GFO estimated that in 2022 the carbon tax will cost Canadian farmers around $60 million a year on natural gas and propane to dry crops, and “the recent announcement could triple that cost.”

Stephen Vandervalk, Alberta vice-president for the Western Canadian Wheat Growers, said Ottawa “refuses to acknowledge that grain farmers are actually net zero emitters (who) have been using sustainable farming technology for decades yet have been given no recognition for our carbon sequestering.”

The government noted its existing carbon tax exemptions for gas and diesel used on farms and in greenhouse operations, but no specific new exemption for propane-fired dryers was mentioned.

It said it “recognizes that particular groups or sectors may require targeted support or relief, in particular because of the small number of alternative options they may have in the face of carbon pricing.”

The government on Friday also granted that farmers, ranchers and agrifood firms are “constantly innovating to improve their practices so that they are more sustainable, making greater use of inputs, developing bio-based products and increasing their energy efficiency.”

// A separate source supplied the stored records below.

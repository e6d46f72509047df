// SPDX-FileCopyrightText: 2026 Bruno Meilick
// SPDX-License-Identifier: LicenseRef-Flowdeck-FreeUse-NoCopy-NoDerivatives
//
// All rights reserved.
//
// This file is part of Flowdeck and is proprietary software.
// Unauthorized copying, modification, or distribution is prohibited.

//! Model Context Protocol (MCP) server surface.
//!
//! Exposes the flow editor's intents as tools so agents can read and edit a flow.

mod server;
mod types;

pub use server::FlowdeckMcp;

In 2018, it said, Canadian agriculture generated 50 per cent fewer greenhouse gas emissions for every dollar of gross domestic product it generated compared to 1997. It also noted reduced emissions per kilogram in the beef, dairy, pork and poultry sectors.

Also, it said, “while climate change may present an opportunity for Canadian agriculture in the form of longer growing seasons and an expanded ability to grow different crops, it poses significant threats related to increased pests and unpredictable weather events that make it hard for farmers to ensure that they are successful year-over-year.”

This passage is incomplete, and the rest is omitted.